Para su segundo largometraje, Mohamed Diab nos brinda un auténtico tour de force en la puesta en escena, firmando así la que fuera una de las sorpresas más agradables de la penúltima edición del Festival de Cine de Cannes.
La excusa y el contexto se mezclan a lo largo de cien intensos y asfixiantes minutos en los que la cámara nos encierra en un furgón policial, en pleno estallido, en el exterior, de la revuelta egipcia de 2013. Hombres y mujeres; jóvenes y ancianos... Periodistas, partidarios del ejército y hermanos musulmanes se quedan juntos (y revueltos) en un blindadísimo y claustrofóbico espacio que evidencia que aquello que nos separa no tiene por qué medirse en unidades de distancia. De prejuicios hablamos. Del miedo; del odio.
A la hora de elegir entre el documento histórico y la atracción (feriante) de género, el director opta por un punto intermedio... claramente inclinado hacia la segunda opción. Dicha decisión no se traduce en frivolidad poco respetuosa hacia la urgencia social del telón de fondo.
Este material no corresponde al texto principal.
//! Catalog
//!
//! Product rows as supplied by the grocery-catalog feeds, plus YAML
//! loading for fixture sets and the command-line report.

use std::{fs, path::Path, str::FromStr};

use serde::Deserialize;
use thiserror::Error;

use crate::{comparison::GroupProduct, mechanisms::calculate_bonus_deal};

/// Errors from loading a catalog.
#[derive(Debug, Error)]
pub enum CatalogError {
    /// IO error reading the catalog file.
    #[error("Failed to read catalog file: {0}")]
    Io(#[from] std::io::Error),

    /// YAML parsing error.
    #[error("Failed to parse YAML: {0}")]
    Yaml(#[from] serde_norway::Error),
}

/// One tracked product row.
#[derive(Debug, Clone, Deserialize)]
pub struct CatalogProduct {
    /// Stable identifier used to correlate results.
    pub id: String,

    /// Product title as shown by the shop.
    pub name: String,

    /// Shop the price was observed at.
    #[serde(default)]
    pub store: Option<String>,

    /// Current shelf price for one package.
    pub price: f64,

    /// Structured packaging-unit field, when the shop provides one.
    #[serde(default)]
    pub unit: Option<String>,

    /// Active promotional mechanism, when the product is in the bonus.
    #[serde(default)]
    pub mechanism: Option<String>,
}

impl CatalogProduct {
    /// The price actually paid per item: the bonus-deal unit price when
    /// the mechanism is recognised, the shelf price otherwise.
    #[must_use]
    pub fn effective_price(&self) -> f64 {
        self.mechanism
            .as_deref()
            .and_then(|mechanism| calculate_bonus_deal(mechanism, self.price))
            .map_or(self.price, |deal| deal.unit_price)
    }
}

/// A set of tracked products.
#[derive(Debug, Clone, Deserialize)]
pub struct Catalog {
    /// Product rows, in catalog order.
    pub products: Vec<CatalogProduct>,
}

impl FromStr for Catalog {
    type Err = CatalogError;

    fn from_str(contents: &str) -> Result<Self, Self::Err> {
        Ok(serde_norway::from_str(contents)?)
    }
}

impl Catalog {
    /// Loads a catalog from a YAML file.
    ///
    /// # Errors
    ///
    /// Returns [`CatalogError::Io`] when the file cannot be read and
    /// [`CatalogError::Yaml`] when it cannot be parsed.
    pub fn from_path(path: impl AsRef<Path>) -> Result<Self, CatalogError> {
        fs::read_to_string(path)?.parse()
    }

    /// Adapts the catalog rows to comparison-group products, pricing each
    /// row at its effective (bonus-aware) price.
    #[must_use]
    pub fn comparison_products(&self) -> Vec<GroupProduct> {
        self.products
            .iter()
            .map(|product| GroupProduct {
                id: product.id.clone(),
                price: product.effective_price(),
                unit: product.unit.clone(),
                name: Some(product.name.clone()),
            })
            .collect()
    }
}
La razón del éxito está en una apuesta formal muy bien aguantada, la cual consigue trascender el caos de las calles de El Cairo para llegar, de forma contundente y convincente (a pesar de algún tropiezo que delata una gestión algo artificial de la tensión), a la universalidad de un estudio sobre esa tan oscura e inevitable tendencia humana hacia el conflicto más visceral.